Years ago, the prospect of a pending trial acted as an effective deterrent to further crimes being committed. During the 1970s, this changed and approximately 10 per cent of all reported crime was ultimately being committed by those awaiting trial. Provisions contained in the Criminal Justice, Act, 1984, providing for consecutive sentencing, substantially reduced the number of crimes committed by those on bail. By 1990, approximately 2 per cent of reported crime was so committed.
In recent years, it has crept up to 4 per cent. This has coincided with a substantial increase in the delay between a person being charged and his or her trial.

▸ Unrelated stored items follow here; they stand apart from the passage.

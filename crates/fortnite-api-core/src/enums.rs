//! Enumerations used in requests and responses.
//!
//! Request parameters are closed enums: the client only ever sends values it
//! knows. Response values come from a schema this crate does not control, so
//! response enums carry two extra variants: [`Other`](CosmeticRarity::Other)
//! holds any unrecognized raw value verbatim and `Unknown` stands in for a
//! value that was absent or null.

use crate::error::{Error, Result};
use serde::{Deserialize, Deserializer, Serialize, Serializer};
use std::convert::Infallible;
use std::fmt;
use std::str::FromStr;

/// Closed enum sent as a query parameter value.
macro_rules! param_enum {
    (
        $(#[$meta:meta])*
        $name:ident {
            $( $(#[$vmeta:meta])* $variant:ident => $value:literal ),+ $(,)?
        }
    ) => {
        $(#[$meta])*
        #[derive(Debug, Clone, Copy, PartialEq, Eq, Hash, Serialize, Deserialize)]
        pub enum $name {
            $(
                $(#[$vmeta])*
                #[serde(rename = $value)]
                $variant,
            )+
        }

        impl $name {
            /// Returns the value sent to the service.
            #[must_use]
            pub const fn as_str(&self) -> &'static str {
                match self {
                    $( Self::$variant => $value, )+
                }
            }

            /// Returns all variants.
            #[must_use]
            pub const fn all() -> &'static [Self] {
                &[ $( Self::$variant, )+ ]
            }
        }

        impl FromStr for $name {
            type Err = Error;

            fn from_str(s: &str) -> Result<Self> {
                match s {
                    $( $value => Ok(Self::$variant), )+
                    _ => Err(Error::ValidationError(format!(
                        concat!("Unknown ", stringify!($name), ": {}"),
                        s
                    ))),
                }
            }
        }

        impl fmt::Display for $name {
            fn fmt(&self, f: &mut fmt::Formatter<'_>) -> fmt::Result {
                f.write_str(self.as_str())
            }
        }
    };
}

/// Open enum received from the service, tolerant of values added later.
macro_rules! api_enum {
    (
        $(#[$meta:meta])*
        $name:ident {
            $( $(#[$vmeta:meta])* $variant:ident => $value:literal ),+ $(,)?
        }
    ) => {
        $(#[$meta])*
        #[derive(Debug, Clone, PartialEq, Eq, Hash, Default)]
        pub enum $name {
            $( $(#[$vmeta])* $variant, )+
            /// A value not known to this version of the crate.
            Other(String),
            /// The value was absent or null.
            #[default]
            Unknown,
        }

        impl $name {
            /// Map a raw value onto a variant, never failing.
            #[must_use]
            pub fn from_raw(raw: &str) -> Self {
                match raw {
                    $( $value => Self::$variant, )+
                    "" => Self::Unknown,
                    other => Self::Other(other.to_string()),
                }
            }

            /// The raw value as sent by the service.
            #[must_use]
            pub fn raw_value(&self) -> &str {
                match self {
                    $( Self::$variant => $value, )+
                    Self::Other(raw) => raw,
                    Self::Unknown => "",
                }
            }

            /// True for variants this crate recognizes.
            #[must_use]
            pub const fn is_known(&self) -> bool {
                !matches!(self, Self::Other(_) | Self::Unknown)
            }
        }

        impl FromStr for $name {
            type Err = Infallible;

            fn from_str(s: &str) -> std::result::Result<Self, Self::Err> {
                Ok(Self::from_raw(s))
            }
        }

        impl From<&str> for $name {
            fn from(raw: &str) -> Self {
                Self::from_raw(raw)
            }
        }

        impl fmt::Display for $name {
            fn fmt(&self, f: &mut fmt::Formatter<'_>) -> fmt::Result {
                f.write_str(self.raw_value())
            }
        }

        impl Serialize for $name {
            fn serialize<S: Serializer>(&self, serializer: S) -> std::result::Result<S::Ok, S::Error> {
                match self {
                    Self::Unknown => serializer.serialize_none(),
                    other => serializer.serialize_str(other.raw_value()),
                }
            }
        }

        impl<'de> Deserialize<'de> for $name {
            fn deserialize<D: Deserializer<'de>>(deserializer: D) -> std::result::Result<Self, D::Error> {
                let value: Option<serde_json::Value> = Option::deserialize(deserializer)?;
                Ok(match value {
                    None | Some(serde_json::Value::Null) => Self::Unknown,
                    Some(serde_json::Value::String(raw)) => Self::from_raw(&raw),
                    Some(other) => Self::Other(other.to_string()),
                })
            }
        }
    };
}

param_enum! {
    /// Languages the service can localize responses into.
    GameLanguage {
        /// Arabic
        Arabic => "ar",
        /// German
        German => "de",
        /// English
        English => "en",
        /// Spanish
        Spanish => "es",
        /// Latin American Spanish
        SpanishLatin => "es-419",
        /// French
        French => "fr",
        /// Indonesian
        Indonesian => "id",
        /// Italian
        Italian => "it",
        /// Japanese
        Japanese => "ja",
        /// Korean
        Korean => "ko",
        /// Polish
        Polish => "pl",
        /// Brazilian Portuguese
        PortugueseBrazil => "pt-BR",
        /// Russian
        Russian => "ru",
        /// Thai
        Thai => "th",
        /// Turkish
        Turkish => "tr",
        /// Vietnamese
        Vietnamese => "vi",
        /// Simplified Chinese
        ChineseSimplified => "zh-Hans",
        /// Traditional Chinese
        ChineseTraditional => "zh-Hant",
    }
}

impl Default for GameLanguage {
    fn default() -> Self {
        Self::English
    }
}

param_enum! {
    /// How a search term is matched.
    MatchMethod {
        /// Whole value must match.
        Full => "full",
        /// Value contains the term.
        Contains => "contains",
        /// Value starts with the term.
        Starts => "starts",
        /// Value ends with the term.
        Ends => "ends",
    }
}

param_enum! {
    /// Encoding of AES keys.
    KeyFormat {
        /// Hex encoded keys.
        Hex => "hex",
        /// Base64 encoded keys.
        Base64 => "base64",
    }
}

param_enum! {
    /// Platform an account name belongs to.
    AccountType {
        /// Epic Games account.
        Epic => "epic",
        /// PlayStation Network account.
        Psn => "psn",
        /// Xbox Live account.
        Xbl => "xbl",
    }
}

param_enum! {
    /// Period covered by player statistics.
    TimeWindow {
        /// Current season only.
        Season => "season",
        /// Lifetime.
        Lifetime => "lifetime",
    }
}

param_enum! {
    /// Input type rendered in the stats image.
    StatsImageType {
        /// All inputs.
        All => "all",
        /// Keyboard and mouse.
        KeyboardMouse => "keyboardMouse",
        /// Gamepad.
        Gamepad => "gamepad",
        /// Touch.
        Touch => "touch",
        /// No image.
        None => "none",
    }
}

api_enum! {
    /// Rarity of a cosmetic.
    CosmeticRarity {
        /// Frozen series
        Frozen => "frozen",
        /// Lava series
        Lava => "lava",
        /// Legendary
        Legendary => "legendary",
        /// Gaming Legends series
        GamingLegends => "gaminglegends",
        /// Dark series
        Dark => "dark",
        /// Star Wars series
        StarWars => "starwars",
        /// Marvel series
        Marvel => "marvel",
        /// DC series
        Dc => "dc",
        /// Icon series
        IconSeries => "icon",
        /// Shadow series
        Shadow => "shadow",
        /// Slurp series
        Slurp => "slurp",
        /// Epic
        Epic => "epic",
        /// Lamborghini series
        Lamborghini => "lamborghini",
        /// Rare
        Rare => "rare",
        /// Uncommon
        Uncommon => "uncommon",
        /// Common
        Common => "common",
        /// Mythic
        Mythic => "mythic",
    }
}

api_enum! {
    /// Type of a cosmetic.
    CosmeticType {
        /// Outfit
        Outfit => "outfit",
        /// Back bling
        Backpack => "backpack",
        /// Pet
        Pet => "pet",
        /// Pet carrier
        PetCarrier => "petcarrier",
        /// Harvesting tool
        Pickaxe => "pickaxe",
        /// Glider
        Glider => "glider",
        /// Contrail
        Contrail => "contrail",
        /// Aura
        Aura => "aura",
        /// Emote
        Emote => "emote",
        /// Emoticon
        Emoji => "emoji",
        /// Spray
        Spray => "spray",
        /// Toy
        Toy => "toy",
        /// Wrap
        Wrap => "wrap",
        /// Banner
        Banner => "banner",
        /// Music pack
        Music => "music",
        /// Loading screen
        LoadingScreen => "loadingscreen",
        /// Guitar
        Guitar => "guitar",
        /// Bass
        Bass => "bass",
        /// Drums
        Drums => "drum",
        /// Microphone
        Microphone => "mic",
        /// Keytar
        Keytar => "keyboard",
        /// Car body
        CarBody => "body",
        /// Car decal
        Decal => "skin",
        /// Wheels
        Wheels => "wheel",
        /// Drift trail
        Trail => "drifttrail",
        /// Boost
        Boost => "booster",
        /// Jam track
        JamTrack => "track",
        /// LEGO build
        LegoBuild => "legoset",
        /// LEGO decor bundle
        LegoDecorBundle => "legoprop",
        /// Shout
        Shout => "shout",
    }
}

api_enum! {
    /// Game mode a cosmetic or material is compatible with.
    CosmeticCompatibleMode {
        /// Battle Royale
        BattleRoyale => "ECosmeticCompatibleMode::BattleRoyale",
        /// LEGO Fortnite
        Lego => "ECosmeticCompatibleMode::Juno",
        /// Rocket Racing
        RocketRacing => "ECosmeticCompatibleMode::DelMar",
        /// Fortnite Festival
        Festival => "ECosmeticCompatibleMode::Sparks",
    }
}

api_enum! {
    /// Product a display asset renders for.
    ProductTag {
        /// Battle Royale
        BattleRoyale => "Product.BR",
        /// LEGO Fortnite
        Lego => "Product.Juno",
        /// Rocket Racing
        RocketRacing => "Product.DelMar",
        /// Fortnite Festival
        Festival => "Product.Sparks",
    }
}

api_enum! {
    /// Body type of a bean variant.
    CustomGender {
        /// Female
        Female => "EFortCustomGender::Female",
        /// Male
        Male => "EFortCustomGender::Male",
    }
}

api_enum! {
    /// Emphasis of a shop banner.
    BannerIntensity {
        /// Low
        Low => "Low",
        /// Medium
        Medium => "Medium",
        /// High
        High => "High",
    }
}

api_enum! {
    /// Width of a shop tile.
    TileSize {
        /// Small
        Small => "Small",
        /// Normal
        Normal => "Normal",
        /// Double wide
        DoubleWide => "DoubleWide",
        /// Triple wide
        TripleWide => "TripleWide",
    }
}

api_enum! {
    /// Status of a creator code.
    CreatorCodeStatus {
        /// Active
        Active => "active",
        /// Disabled
        Disabled => "disabled",
    }
}

#[cfg(test)]
mod tests {
    use super::*;
    use serde_json::json;

    #[test]
    fn param_enum_round_trips_through_str() {
        for language in GameLanguage::all() {
            assert_eq!(&language.as_str().parse::<GameLanguage>().unwrap(), language);
        }
        assert_eq!(GameLanguage::default(), GameLanguage::English);
        assert_eq!(StatsImageType::KeyboardMouse.to_string(), "keyboardMouse");
    }

    #[test]
    fn param_enum_rejects_unknown_values() {
        let err = "klingon".parse::<GameLanguage>().unwrap_err();
        assert!(matches!(err, Error::ValidationError(_)));
    }

    #[test]
    fn api_enum_recognizes_known_values() {
        let rarity: CosmeticRarity = serde_json::from_value(json!("legendary")).unwrap();
        assert_eq!(rarity, CosmeticRarity::Legendary);
        assert!(rarity.is_known());
    }

    #[test]
    fn api_enum_keeps_unrecognized_raw_value() {
        let rarity: CosmeticRarity = serde_json::from_value(json!("transcendent")).unwrap();
        assert_eq!(rarity, CosmeticRarity::Other("transcendent".to_string()));
        assert_eq!(rarity.raw_value(), "transcendent");
        assert!(!rarity.is_known());
    }

    #[test]
    fn api_enum_keeps_non_string_raw_value() {
        let tile: TileSize = serde_json::from_value(json!(3)).unwrap();
        assert_eq!(tile, TileSize::Other("3".to_string()));
        assert_eq!(tile.raw_value(), "3");
    }

    #[test]
    fn api_enum_null_is_unknown() {
        let mode: CosmeticCompatibleMode = serde_json::from_value(json!(null)).unwrap();
        assert_eq!(mode, CosmeticCompatibleMode::Unknown);
        assert_eq!(CosmeticType::default(), CosmeticType::Unknown);
    }

    #[test]
    fn api_enum_serializes_raw_value() {
        assert_eq!(
            serde_json::to_value(CosmeticType::Other("sidekick".to_string())).unwrap(),
            json!("sidekick")
        );
        assert_eq!(
            serde_json::to_value(CustomGender::Female).unwrap(),
            json!("EFortCustomGender::Female")
        );
        assert_eq!(serde_json::to_value(TileSize::Unknown).unwrap(), json!(null));
    }
}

The Government's promised new laws to ensure the imposition of consecutive sentences and to make provision for the confiscation of bail monies is welcome. However, the most effective means of addressing this issue is to ensure those charged with criminal offences are brought to trial early. It should not have taken the tragic death of Veronica Guerin (whose death is unconnected with this issue) to force the Government to address this problem.
There is now a commitment to appoint extra judges to tackle the trial backlog. Unless additional court space is provided, there will be nowhere for them to sit.
THE need for a integrated prosecution service to end the fragmentation of work that now occurs between the office of the Director of Public Prosecution and the Chief State Solicitor's office in Dublin and State Solicitors" offices around the country is well documented in a report published last week.
This is an issue first raised by me over five years ago and which has been discussed publicly in the past by the DPP. Implementation of the recommendations contained in this report should form part of the Government's programme.
Our forensic scientists must also be provided with the tools they require in fighting crime. Equipment used in carrying out genetic (DNA) fingerprinting must be updated.
In enacting new legislation, we must ensure that we do not put in place measures which, on paper and in public relation terms, appear to be worthwhile responses and which could, in reality, create great difficulty in securing convictions.
For example, in the past we discovered that allowing gardai to detain in custody those suspected of cries for many days could ultimately render it impossible to secure convictions due to persons questioned being ill treated when held in custody or making false allegations of ill treatment.
Provisions contained in the Criminal Justice (Drug Trafficking) Bill, 1996, when implemented will allow for suspects of drug trafficking to be held for questioning for up to seven days. I fully support this legislation but believe it is a major error that it is not intended to ensure the video recording of all interviews of those questioned when held in custody under it.
The Criminal Justice Act, 1984, made provision for the video recording of the questioning of those held. Such recording is successfully used by police forces in many parts of the world. It is an indictment of successive governments that we have only put in place video recording pilot projects in two Garda stations.
Most people are rightly impatient with the public posturing of the political parties on crime and are sceptical of the public tendering for political support inherent in the various competitive press conferences and statements of recent days. They deserve and are entitled to more from those who govern and who have been in government.